Cumpridos que foram os vistos legais, ao abrigo do disposto na última parte do nº4 do artigo 657º do CPC, cumpre decidir do objeto do recurso.
II – DELIMITAÇÃO DO OBJECTO DO RECURSO
Tendo em consideração que o objeto do recurso é delimitado pelas conclusões das alegações de recurso, sem prejuízo da apreciação de eventuais questões de conhecimento oficioso – cfr., artigos 635º, e 639º, do Novo Código de Processo[1] –, as questões a decidir são as seguintes:
1. Desconsideração do valor de 87.782,90 € a que chegaram os peritos do Tribunal no laudo em que se apoiou a decisão recorrida.
2. Aditamento de factos.
3. Qualificação da parcela como solo apto pra construção ou solo apto para outros fins.
4. Critérios de cálculo do valor da parcela em conformidade com a qualificação adotada.
III – APRECIAÇÃO DO OBJECTO DO RECURSO

1. Desconsideração do valor de 87.782,90 €, atribuído no relatório de peritagem em que se apoiou a decisão recorrida

O tribunal recorrido, optando por qualificar a parcela expropriada como “solo apto para outros fins” – qualificação que lhe competia, por envolver matéria de direito – na determinação do valor da parcela acabou por seguir os cálculos constantes do 1º Relatório conjunto elaborado no âmbito dos presentes autos, e aí adotados pelos peritos nomeados pelo tribunal respeitantes a tal parcela enquanto “terreno para outros fins” (Relatório subscrito pelos cinco peritos, embora os peritos da expropriante e o dos expropriados assumam aí posições divergentes – fls. 656 a 677).

O juiz a quo considerou, assim, adequado o valor a que aí chegaram os Srs. peritos nomeados pelo Tribunal, vindo a fixar a indemnização a atribuir aos expropriados no valor de 41.362,90 €.

Lido tal Relatório, constata-se que os Srs. Peritos do Tribunal calcularam o valor do solo expropriado no montante de 40.712,90 €, avaliando as benfeitorias aí identificadas (amieiros e muros), no valor global de 47.070,00 €, parcelas cuja soma dá o tal valor de 87,782,90 €, reclamado pelos Apelantes.

Lida a sentença recorrida, a única referência que aí se encontra quanto à existência de benfeitorias e ao respetivo valor situa-se na alínea (m) da matéria de facto dada como provada – “O valor a considerar das benfeitorias plantadas (amieiros) existentes na mencionada parcela, ascende a 650,00 €”.

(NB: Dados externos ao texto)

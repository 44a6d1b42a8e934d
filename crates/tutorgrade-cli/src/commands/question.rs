//! The `tutorgrade question` commands.

use std::path::PathBuf;

use anyhow::Result;
use clap::Subcommand;
use comfy_table::{Cell, Table};
use tracing::warn;

use tutorgrade_core::authoring::generate_question;
use tutorgrade_core::bank::{parse_bank, validate_bank};
use tutorgrade_core::model::{Difficulty, NewQuestion};
use tutorgrade_core::report::{truncate_question, QUESTION_PREVIEW_CHARS};
use tutorgrade_core::traits::QuestionStore;
use tutorgrade_providers::config::load_config_from;

use super::open_store;

#[derive(Subcommand)]
pub enum QuestionCommand {
    /// Add a single question
    Add {
        #[arg(long)]
        subject: String,

        /// easy, medium, or hard
        #[arg(long, default_value = "medium")]
        difficulty: String,

        /// Question text
        #[arg(long)]
        text: String,

        /// Standard answer
        #[arg(long)]
        answer: String,

        /// Comma-separated knowledge points
        #[arg(long, value_delimiter = ',')]
        knowledge_points: Vec<String>,

        #[arg(long, default_value = "System")]
        created_by: String,
    },

    /// List stored questions
    List {
        #[arg(long)]
        subject: Option<String>,
    },

    /// Import a TOML question bank
    Import {
        #[arg(long)]
        file: PathBuf,
    },

    /// Check a TOML question bank without importing it
    Validate {
        #[arg(long)]
        file: PathBuf,
    },

    /// Ask the grading backend to write a new question
    Generate {
        #[arg(long)]
        subject: String,

        #[arg(long, default_value = "medium")]
        difficulty: String,

        /// Comma-separated knowledge points
        #[arg(long, value_delimiter = ',', required = true)]
        knowledge_points: Vec<String>,

        #[arg(long)]
        backend: Option<String>,

        /// Store the generated question
        #[arg(long)]
        save: bool,
    },
}

pub async fn execute(cmd: QuestionCommand, config_path: Option<PathBuf>) -> Result<()> {
    match cmd {
        QuestionCommand::Add {
            subject,
            difficulty,
            text,
            answer,
            knowledge_points,
            created_by,
        } => {
            let question = NewQuestion {
                subject,
                difficulty: parse_difficulty(&difficulty)?,
                text,
                standard_answer: answer,
                knowledge_points: clean_points(knowledge_points),
                created_by,
            };
            if let Some(field) = question.missing_field() {
                anyhow::bail!("{field} must not be empty");
            }

            let config = load_config_from(config_path.as_deref())?;
            let store = open_store(&config)?;
            let id = store.add_question(&question)?;
            println!("Added question {id}");
            Ok(())
        }
        QuestionCommand::List { subject } => {
            let config = load_config_from(config_path.as_deref())?;
            let store = open_store(&config)?;
            list(&store, subject.as_deref())
        }
        QuestionCommand::Import { file } => {
            let config = load_config_from(config_path.as_deref())?;
            let store = open_store(&config)?;
            import(&store, file)
        }
        QuestionCommand::Validate { file } => validate(file),
        QuestionCommand::Generate {
            subject,
            difficulty,
            knowledge_points,
            backend,
            save,
        } => {
            let config = load_config_from(config_path.as_deref())?;
            let difficulty = parse_difficulty(&difficulty)?;
            let knowledge_points = clean_points(knowledge_points);
            let client = config.client(backend.as_deref())?;

            println!("Generating a {difficulty} {subject} question with {}...", client.name());
            let generated = generate_question(
                client.as_ref(),
                &config.grading.call_policy(),
                &subject,
                difficulty,
                &knowledge_points,
            )
            .await?;

            println!("Question: {}", generated.question);
            if !generated.question_type.is_empty() {
                println!("Type: {}", generated.question_type);
            }
            println!("Standard answer: {}", generated.standard_answer);
            println!("Knowledge points: {}", generated.knowledge_points.join(", "));
            if !generated.explanation.is_empty() {
                println!("Explanation: {}", generated.explanation);
            }

            if save {
                let store = open_store(&config)?;
                let created_by = format!("generated by {}", client.name());
                let id = store.add_question(&generated.into_new_question(
                    &subject,
                    difficulty,
                    &created_by,
                ))?;
                println!("Saved as question {id}");
            }
            Ok(())
        }
    }
}

fn parse_difficulty(raw: &str) -> Result<Difficulty> {
    raw.parse().map_err(|e: String| anyhow::anyhow!(e))
}

fn clean_points(points: Vec<String>) -> Vec<String> {
    points
        .into_iter()
        .map(|p| p.trim().to_string())
        .filter(|p| !p.is_empty())
        .collect()
}

fn list(store: &dyn QuestionStore, subject: Option<&str>) -> Result<()> {
    let questions = store.list_questions(subject)?;
    if questions.is_empty() {
        println!("No questions stored. Run `tutorgrade seed` or `tutorgrade question import`.");
        return Ok(());
    }

    let mut table = Table::new();
    table.set_header(vec![
        "ID",
        "Subject",
        "Difficulty",
        "Question",
        "Answer",
        "Knowledge points",
    ]);
    for q in &questions {
        table.add_row(vec![
            Cell::new(q.id),
            Cell::new(&q.subject),
            Cell::new(q.difficulty),
            Cell::new(truncate_question(&q.text, QUESTION_PREVIEW_CHARS)),
            Cell::new(truncate_question(&q.standard_answer, QUESTION_PREVIEW_CHARS)),
            Cell::new(q.knowledge_points.join(", ")),
        ]);
    }
    println!("{table}");
    println!("{} question(s)", questions.len());
    Ok(())
}

fn import(store: &dyn QuestionStore, file: PathBuf) -> Result<()> {
    let bank = parse_bank(&file)?;
    println!("Question bank: {} ({} questions)", bank.name, bank.questions.len());

    let mut imported = 0;
    for (i, question) in bank.questions.iter().enumerate() {
        if let Some(field) = question.missing_field() {
            println!("  [{}] skipped: {field} is empty", i + 1);
            continue;
        }
        match store.add_question(question) {
            Ok(_) => imported += 1,
            Err(e) => {
                warn!(position = i + 1, "failed to import question: {e}");
                println!("  [{}] skipped: {e}", i + 1);
            }
        }
    }

    println!("Imported {imported} of {} questions.", bank.questions.len());
    Ok(())
}

fn validate(file: PathBuf) -> Result<()> {
    let bank = parse_bank(&file)?;
    println!("Question bank: {} ({} questions)", bank.name, bank.questions.len());

    let warnings = validate_bank(&bank);
    for w in &warnings {
        let prefix = w
            .position
            .map(|p| format!("  [{p}]"))
            .unwrap_or_else(|| "  ".to_string());
        println!("{prefix} WARNING: {}", w.message);
    }

    if warnings.is_empty() {
        println!("Question bank valid.");
    } else {
        println!("\n{} warning(s) found.", warnings.len());
    }
    Ok(())
}
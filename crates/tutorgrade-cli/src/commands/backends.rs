//! The `tutorgrade backends` command.

use std::path::PathBuf;

use anyhow::Result;
use comfy_table::{Cell, Table};

use tutorgrade_providers::config::load_config_from;

pub fn execute(config_path: Option<PathBuf>) -> Result<()> {
    let config = load_config_from(config_path.as_deref())?;
    let backends = config.backends();

    if backends.is_empty() {
        println!(
            "No backends configured. Set DASHSCOPE_API_KEY or GOOGLE_API_KEY, or run `tutorgrade init`."
        );
        return Ok(());
    }

    let mut table = Table::new();
    table.set_header(vec!["Name", "Type", "Model", "API key", "Default"]);
    for (name, backend) in backends {
        let key = match backend.has_api_key() {
            Some(true) => "set",
            Some(false) => "missing",
            None => "-",
        };
        let default = if name == config.default_backend { "*" } else { "" };
        table.add_row(vec![
            Cell::new(name),
            Cell::new(backend.kind()),
            Cell::new(backend.model()),
            Cell::new(key),
            Cell::new(default),
        ]);
    }
    println!("{table}");

    Ok(())
}
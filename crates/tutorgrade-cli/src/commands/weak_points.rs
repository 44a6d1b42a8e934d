//! The `tutorgrade weak-points` command.

use std::path::PathBuf;

use anyhow::Result;

use tutorgrade_core::traits::QuestionStore;
use tutorgrade_providers::config::load_config_from;

use super::open_store;

pub fn execute(student_id: i64, subject: Option<String>, config_path: Option<PathBuf>) -> Result<()> {
    let config = load_config_from(config_path.as_deref())?;
    let store = open_store(&config)?;

    let student = store
        .get_student(student_id)?
        .ok_or_else(|| anyhow::anyhow!("student {student_id} not found"))?;
    let points = store.student_weak_points(student_id, subject.as_deref())?;

    match &subject {
        Some(s) => println!("Weak points of {} in {s}:", student.name),
        None => println!("Weak points of {}:", student.name),
    }
    if points.is_empty() {
        println!("  none recorded");
    }
    for (i, point) in points.iter().enumerate() {
        println!("  {}. {point}", i + 1);
    }

    Ok(())
}
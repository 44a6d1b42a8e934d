//! Schema migrations, tracked through `PRAGMA user_version`.

use rusqlite::Connection;

use crate::OpenError;

#[derive(Debug, Clone, Copy)]
struct Migration {
    version: u32,
    sql: &'static str,
}

const MIGRATIONS: &[Migration] = &[Migration {
    version: 1,
    sql: include_str!("0001_init.sql"),
}];

/// The newest schema version this build knows.
pub fn latest_version() -> u32 {
    MIGRATIONS.last().map_or(0, |m| m.version)
}

/// Apply every pending migration in one transaction.
pub fn apply_migrations(conn: &mut Connection) -> Result<(), OpenError> {
    let current = current_user_version(conn)?;
    let latest = latest_version();

    if current > latest {
        return Err(OpenError::UnsupportedSchemaVersion {
            db_version: current,
            latest_supported: latest,
        });
    }
    if current == latest {
        return Ok(());
    }

    let tx = conn.transaction()?;
    for migration in MIGRATIONS.iter().filter(|m| m.version > current) {
        tx.execute_batch(migration.sql)?;
        tx.execute_batch(&format!("PRAGMA user_version = {};", migration.version))?;
    }
    tx.commit()?;

    tracing::debug!(from = current, to = latest, "applied schema migrations");
    Ok(())
}

fn current_user_version(conn: &Connection) -> Result<u32, OpenError> {
    Ok(conn.query_row("PRAGMA user_version;", [], |row| row.get(0))?)
}
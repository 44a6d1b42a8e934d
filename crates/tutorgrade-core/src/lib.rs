//! tutorgrade-core — Exam orchestration, LLM grading, and tutoring reports.
//!
//! This crate defines the data model, the collaborator traits for grading
//! backends and the question store, and the exam flow built on top of them.

pub mod authoring;
pub mod bank;
pub mod engine;
pub mod error;
pub mod grading;
pub mod model;
pub mod parser;
pub mod report;
pub mod statistics;
pub mod traits;
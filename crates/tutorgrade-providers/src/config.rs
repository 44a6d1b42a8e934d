//! Configuration file and backend factory.

use std::collections::{BTreeMap, HashMap};
use std::path::{Path, PathBuf};
use std::time::Duration;

use anyhow::{Context, Result};
use serde::{Deserialize, Serialize};

use tutorgrade_core::engine::ExamConfig;
use tutorgrade_core::grading::CallPolicy;
use tutorgrade_core::model::{Difficulty, DEFAULT_QUESTION_COUNT};
use tutorgrade_core::traits::GradingClient;

use crate::gemini::GeminiClient;
use crate::mock::MockClient;
use crate::ollama::OllamaClient;
use crate::openai::{self, OpenAiClient};

/// Environment variable holding the DashScope (Qwen) API key.
pub const QWEN_KEY_VAR: &str = "DASHSCOPE_API_KEY";
/// Environment variable holding the Google (Gemini) API key.
pub const GEMINI_KEY_VAR: &str = "GOOGLE_API_KEY";

/// Configuration for a single grading backend.
///
/// Note: Custom Debug impl masks API keys to prevent accidental exposure in logs.
#[derive(Clone, Serialize, Deserialize)]
#[serde(tag = "type", rename_all = "lowercase")]
pub enum BackendConfig {
    /// Any OpenAI-compatible chat completions endpoint.
    OpenAI {
        api_key: String,
        #[serde(default)]
        base_url: Option<String>,
        #[serde(default)]
        model: Option<String>,
    },
    Gemini {
        api_key: String,
        #[serde(default)]
        base_url: Option<String>,
        #[serde(default)]
        model: Option<String>,
    },
    Ollama {
        #[serde(default = "default_ollama_url")]
        base_url: String,
        #[serde(default)]
        model: Option<String>,
    },
    Mock {
        /// Prompt substring → reply.
        #[serde(default)]
        responses: BTreeMap<String, String>,
        /// Replies served in order before any rule is consulted.
        #[serde(default)]
        sequence: Vec<String>,
        #[serde(default)]
        default_response: Option<String>,
    },
}

impl std::fmt::Debug for BackendConfig {
    fn fmt(&self, f: &mut std::fmt::Formatter<'_>) -> std::fmt::Result {
        match self {
            BackendConfig::OpenAI {
                api_key: _,
                base_url,
                model,
            } => f
                .debug_struct("OpenAI")
                .field("api_key", &"***")
                .field("base_url", base_url)
                .field("model", model)
                .finish(),
            BackendConfig::Gemini {
                api_key: _,
                base_url,
                model,
            } => f
                .debug_struct("Gemini")
                .field("api_key", &"***")
                .field("base_url", base_url)
                .field("model", model)
                .finish(),
            BackendConfig::Ollama { base_url, model } => f
                .debug_struct("Ollama")
                .field("base_url", base_url)
                .field("model", model)
                .finish(),
            BackendConfig::Mock {
                responses,
                sequence,
                default_response,
            } => f
                .debug_struct("Mock")
                .field("responses", &responses.len())
                .field("sequence", &sequence.len())
                .field("default_response", &default_response.is_some())
                .finish(),
        }
    }
}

E, comparando com a avaliação efetuada pelos Peritos do Tribunal do Relatório inicial, constata-se que enquanto os Srs. Peritos avaliaram também uns muros a que atribuíram o valor de 46.420,00 €, a sentença recorrida considerou unicamente como benfeitorias a existência dos referidos 13 amieiros.

E a sentença recorrida, ao fundamentar a convicção que formou relativamente à decisão proferida sobre a matéria de facto, surge aí a explicitação do motivo que levou à desconsideração da existência dos referidos muros:

“Quanto às benfeitorias a convicção do Tribunal assentou, desde logo, na vistoria ad perpetuam rei memoriam cujo relatório é elucidativo no tocante as benfeitorias existentes na parcela a expropriar, sendo que os muros descritos nos pontos 4.11.6 e 5.2 b) do relatório maioritário (fls. 666 e 668), estão denominadas como “benfeitorias envolventes”, para as diferenciar daquelas que efectivamente foram construídas na parcela expropriada pelos expropriados, resultando do levantamento topográfico e das fotografias juntas aos autos que tais muros (em betão armado) servem de suporte à EN, que delimitam a parcela em causa, não fazendo parte da sua estrutura produtiva, tal como foram assim descritas na aludida vistoria (pontos 7.3 e 12 de fls. 152 e 153 v.), com a qual as partes se conformaram, inexistindo nos autos outros elementos que indiciem o contrário do vertido nos factos assentes descritos em g) e h). Para ao cálculo das benfeitorias, perfilhando o relatório maioritário, foi apenas valorado o custo das benfeitorias plantadas (amieiros), já que o valor dos tanques e do muro em pedra se fará repercutir na exploração económica do prédio, por se considerar que as produções dele resultantes só serem alcançáveis, considerando o benefício daquelas infraestruturas, sem as quais não seria permitida a sua exploração agrícola, considerando-os assim como componente intrínseca da produtividade do solo.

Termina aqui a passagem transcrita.